Stability Indicating HPTLC Method for Mietazapine

Abstract

For the estimation, development, and validation of the medication mirtazapine, a densitometric high-performance thin-layer chromatography (HPTLC) method was created. TLC aluminum plates precoated with silica gel 60 F254 were utilized as the stationary phase during development and validation. A different trial was conducted for development by altering the mobile phase. Butanol, ethyl acetate, and tetrahydrofuran make up the solvent system, with 7:2:1 (v/v/v) as the final mobile phase. The quantitative identification of the mirtazapine was made easier by the detection in an absorbance range of 293 nm. 600 ng/spot was the smallest amount of mirtazapine that could be accurately detected and measured.
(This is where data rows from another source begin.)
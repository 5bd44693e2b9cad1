use alloc::vec::Vec;
use core::time::Duration;
use ndarray::Array2;
use rand::SeedableRng;
use rand::rngs::SmallRng;
use serde::{Deserialize, Serialize};
use web_time::Instant;

use crate::*;

/// How long a finished board stays on screen before the frontend moves on.
pub const FINISH_DISPLAY_DELAY: Duration = Duration::from_millis(3500);

/// Valid transitions:
/// - NotStarted -> InProgress
/// - InProgress -> Won
/// - InProgress -> Lost
#[derive(Copy, Clone, Debug, Default, PartialEq, Eq, Serialize, Deserialize)]
pub enum GameState {
    #[default]
    NotStarted,
    InProgress,
    Won,
    Lost,
}

impl GameState {
    pub const fn is_initial(self) -> bool {
        matches!(self, Self::NotStarted)
    }

    pub const fn is_in_progress(self) -> bool {
        matches!(self, Self::InProgress)
    }

    /// Indicates the game has ended and no moves can be made anymore
    pub const fn is_finished(self) -> bool {
        matches!(self, Self::Won | Self::Lost)
    }
}

#[derive(Copy, Clone, Debug, PartialEq, Eq)]
pub enum RevealOutcome {
    NoChange,
    Revealed,
    HitMine,
}

impl RevealOutcome {
    pub const fn has_update(self) -> bool {
        use RevealOutcome::*;
        match self {
            NoChange => false,
            Revealed => true,
            HitMine => true,
        }
    }
}

#[derive(Copy, Clone, Debug, PartialEq, Eq)]
pub enum ChordOutcome {
    NoChange,
    /// Not enough flags around the tile, hidden neighbors are only highlighted until release.
    Peeking,
    /// Flags were trusted and the remaining neighbors opened.
    Opened,
    /// A flag around the tile was on a safe tile, the game is lost.
    Misflagged,
}

impl ChordOutcome {
    pub const fn has_update(self) -> bool {
        use ChordOutcome::*;
        match self {
            NoChange => false,
            Peeking => true,
            Opened => true,
            Misflagged => true,
        }
    }
}

/// Summary of a handled input event, for frontends that only need to know what to redraw.
#[derive(Copy, Clone, Debug, PartialEq, Eq)]
pub enum ActionOutcome {
    NoChange,
    Changed,
    Won,
    Lost,
}

impl ActionOutcome {
    fn from_transition(before: GameState, after: GameState, changed: bool) -> Self {
        match (before, after) {
            (before, GameState::Won) if before != GameState::Won => Self::Won,
            (before, GameState::Lost) if before != GameState::Lost => Self::Lost,
            _ if changed => Self::Changed,
            _ => Self::NoChange,
        }
    }

    pub const fn has_update(self) -> bool {
        !matches!(self, Self::NoChange)
    }
}

/// Game-level values shown next to the board.
#[derive(Copy, Clone, Debug, PartialEq, Eq, Serialize, Deserialize)]
pub struct HudStatus {
    pub state: GameState,
    pub mines: CellCount,
    pub flags_placed: CellCount,
    pub flags_remaining: isize,
    pub elapsed_secs: u64,
}

/// Runs one game at a time on top of a [`Board`].
///
/// Every player action is checked against the current state first, actions that are not
/// allowed leave everything untouched.
#[derive(Clone, Debug)]
pub struct GameController {
    board: Board,
    rng: SmallRng,
    state: GameState,
    flags_placed: CellCount,
    started_at: Option<Instant>,
    ended_at: Option<Instant>,
}

impl GameController {
    pub fn new(config: GameConfig, seed: u64) -> Result<Self> {
        config.validate()?;
        Ok(Self::with_board(Board::new_unchecked(config), seed))
    }

    /// Starts from an existing board, mines are only placed on the first reveal if the board has
    /// none yet.
    pub fn with_board(board: Board, seed: u64) -> Self {
        Self {
            board,
            rng: SmallRng::seed_from_u64(seed),
            state: Default::default(),
            flags_placed: 0,
            started_at: None,
            ended_at: None,
        }
    }

    /// Throws the current board away and sets up a fresh game with the same configuration.
    pub fn restart(&mut self) {
        let config = self.board.config();
        self.reset(config);
    }

    pub fn restart_with(&mut self, config: GameConfig) -> Result<()> {
        config.validate()?;
        self.reset(config);
        Ok(())
    }

    fn reset(&mut self, config: GameConfig) {
        log::debug!(
            "New game: {}x{}, {} mines",
            config.width,
            config.height,
            config.mines
        );
        self.board = Board::new_unchecked(config);
        self.state = GameState::NotStarted;
        self.flags_placed = 0;
        self.started_at = None;
        self.ended_at = None;
    }

    pub fn board(&self) -> &Board {
        &self.board
    }

    pub fn config(&self) -> GameConfig {
        self.board.config()
    }

    pub fn state(&self) -> GameState {
        self.state
    }

    pub fn is_started(&self) -> bool {
        !self.state.is_initial()
    }

    pub fn is_finished(&self) -> bool {
        self.state.is_finished()
    }

    pub fn is_won(&self) -> bool {
        matches!(self.state, GameState::Won)
    }

    pub fn is_lost(&self) -> bool {
        matches!(self.state, GameState::Lost)
    }

    pub fn flags_placed(&self) -> CellCount {
        self.flags_placed
    }

    /// How many mines have not been flagged yet, negative when there are too many flags.
    pub fn flags_remaining(&self) -> isize {
        (self.board.config().mines as isize) - (self.flags_placed as isize)
    }

    /// Time since the first reveal, frozen once the game ends.
    pub fn elapsed(&self) -> Duration {
        match self.started_at {
            Some(started_at) => self
                .ended_at
                .unwrap_or_else(Instant::now)
                .saturating_duration_since(started_at),
            None => Duration::ZERO,
        }
    }

    pub fn elapsed_secs(&self) -> u64 {
        self.elapsed().as_secs()
    }

    pub fn hud(&self) -> HudStatus {
        HudStatus {
            state: self.state,
            mines: self.board.config().mines,
            flags_placed: self.flags_placed,
            flags_remaining: self.flags_remaining(),
            elapsed_secs: self.elapsed_secs(),
        }
    }

    /// Non-blocking check for whether the finished board has been shown long enough.
    pub fn finish_delay_elapsed(&self) -> bool {
        self.finish_delay_elapsed_at(Instant::now())
    }

    pub fn finish_delay_elapsed_at(&self, now: Instant) -> bool {
        self.ended_at
            .is_some_and(|ended_at| now.saturating_duration_since(ended_at) >= FINISH_DISPLAY_DELAY)
    }

    pub fn symbols(&self) -> Array2<Symbol> {
        self.board.symbols()
    }

    pub fn take_changes(&mut self) -> Vec<TileChange> {
        self.board.take_changes()
    }

    pub fn handle(&mut self, event: InputEvent) -> ActionOutcome {
        use InputEvent::*;

        let before = self.state;
        let changed = match event {
            PrimaryPress(index) => self.reveal(index).has_update(),
            SecondaryPress(index) => self.toggle_flag(index).has_update(),
            BothPressed(index) => self.chord(index).has_update(),
            Release => self.release() > 0,
        };
        ActionOutcome::from_transition(before, self.state, changed)
    }

    /// Opens a tile, placing the mines first if this is the opening move.
    pub fn reveal(&mut self, index: TileIndex) -> RevealOutcome {
        if self.board.validate_index(index).is_err() {
            log::debug!("Ignored reveal outside the board: {}", index);
            return RevealOutcome::NoChange;
        }
        if self.state.is_finished() {
            return RevealOutcome::NoChange;
        }

        if self.state.is_initial() {
            if !self.board.is_generated() {
                if let Err(err) = self.board.generate(index, &mut self.rng) {
                    log::warn!("Could not start the game: {}", err);
                    return RevealOutcome::NoChange;
                }
            }
            self.mark_started();
        }

        let tile = self.board[index];
        if !tile.state().is_concealed() {
            log::trace!("Ignored reveal on {:?} tile {}", tile.state(), index);
            return RevealOutcome::NoChange;
        }

        if tile.is_mine() {
            log::debug!("Stepped on a mine at {}", index);
            self.board.set_state(index, TileState::MineTriggered);
            self.end_game(false);
            return RevealOutcome::HitMine;
        }

        self.board.reveal(index);
        log::debug!("Open tile {}, mine count: {}", index, tile.mine_count());
        if tile.mine_count() == 0 {
            self.board.flood_reveal(index);
        }
        RevealOutcome::Revealed
    }

    /// Places or removes a flag, placing the last available flag settles the game.
    pub fn toggle_flag(&mut self, index: TileIndex) -> FlagOutcome {
        if !self.state.is_in_progress() {
            return FlagOutcome::NoChange;
        }

        let outcome = self.board.toggle_flag(index);
        match outcome {
            FlagOutcome::Placed => {
                self.flags_placed += 1;
                log::debug!("Flag placed on {}, {} left", index, self.flags_remaining());
                if self.flags_placed == self.board.config().mines {
                    let won = self.board.flags_match_mines();
                    self.end_game(won);
                }
            }
            FlagOutcome::Removed => {
                self.flags_placed = self.flags_placed.saturating_sub(1);
                log::debug!("Flag removed from {}, {} left", index, self.flags_remaining());
            }
            FlagOutcome::NoChange => {}
        }
        outcome
    }

    /// Both-buttons action on a revealed tile.
    ///
    /// With fewer flags around than its number the hidden neighbors are only highlighted. With at
    /// least as many flags the flags are trusted: a flag on a safe tile loses the game, otherwise
    /// every other concealed neighbor is opened.
    pub fn chord(&mut self, index: TileIndex) -> ChordOutcome {
        if !self.state.is_in_progress() {
            return ChordOutcome::NoChange;
        }
        let Some(tile) = self.board.tile(index) else {
            return ChordOutcome::NoChange;
        };
        if tile.state() != TileState::Revealed {
            return ChordOutcome::NoChange;
        }

        let flags = self
            .board
            .count_neighbors_in_state(index, TileState::Flagged);
        if flags < tile.mine_count() {
            let peeked = self.board.mark_peeking(index);
            log::trace!("Peeking {} tiles around {}", peeked, index);
            return ChordOutcome::Peeking;
        }

        let misflagged = self.board.neighbors(index).any(|neighbor| {
            let neighbor = self.board[neighbor];
            neighbor.state() == TileState::Flagged && !neighbor.is_mine()
        });
        if misflagged {
            log::debug!("Chord on {} trusted a wrong flag", index);
            self.end_game(false);
            return ChordOutcome::Misflagged;
        }

        let mut opened = false;
        for neighbor in self.board.hidden_neighbors(index) {
            // an earlier flood in this loop may already have opened it
            let neighbor_tile = self.board[neighbor];
            if neighbor_tile.is_mine() || !neighbor_tile.state().is_concealed() {
                continue;
            }

            self.board.reveal(neighbor);
            opened = true;
            if neighbor_tile.mine_count() == 0 {
                self.board.flood_reveal(neighbor);
            }
        }

        if opened {
            log::debug!("Chord opened around {}", index);
            ChordOutcome::Opened
        } else {
            ChordOutcome::NoChange
        }
    }

    /// Ends a peek, every highlighted tile goes back to hidden. Returns how many tiles changed.
    pub fn release(&mut self) -> CellCount {
        self.board.clear_peeking()
    }

    fn mark_started(&mut self) {
        if self.state.is_initial() {
            log::debug!("Game started");
            self.started_at = Some(Instant::now());
            self.state = GameState::InProgress;
        }
    }

    fn end_game(&mut self, won: bool) {
        if self.state.is_finished() {
            return;
        }

        self.state = if won { GameState::Won } else { GameState::Lost };
        self.ended_at = Some(Instant::now());
        let shown = self.board.reveal_mines();
        log::debug!(
            "Game {} after {:?}, {} mines shown",
            if won { "won" } else { "lost" },
            self.elapsed(),
            shown
        );
    }
}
Validation was performed according to ICH guidelines. In the study of validation of mirtazapine accuracy and linearity data for the calibration plots that showed an accurate linear graph with an R2 value of 0.9983 in the concentration range 500-2500 ng/band. Also determine the method development of various parameters (precision, accuracy, linearity, the limit of detection, the limit of quantification, etc.). For the robustness study of the drug performed by factorial design change; analyze the three factors (saturation time, mobile phase ratio, band length) in terms of the order associated with the main factors. The results of the present work showed that scanning densitometric HPTLC detection was simple, selective, accurate, and proved to be a valuable complementary method for the quantitative evaluation of mirtazapine drugs. To distinguish the drug reaction from that of its degradation products, the stability-indicating method or force degradation method of analysis for mirtazapine was created. Also, characterization of mirtazapine degraded API was performed using UV spectroscopy, FT-IR and DSC.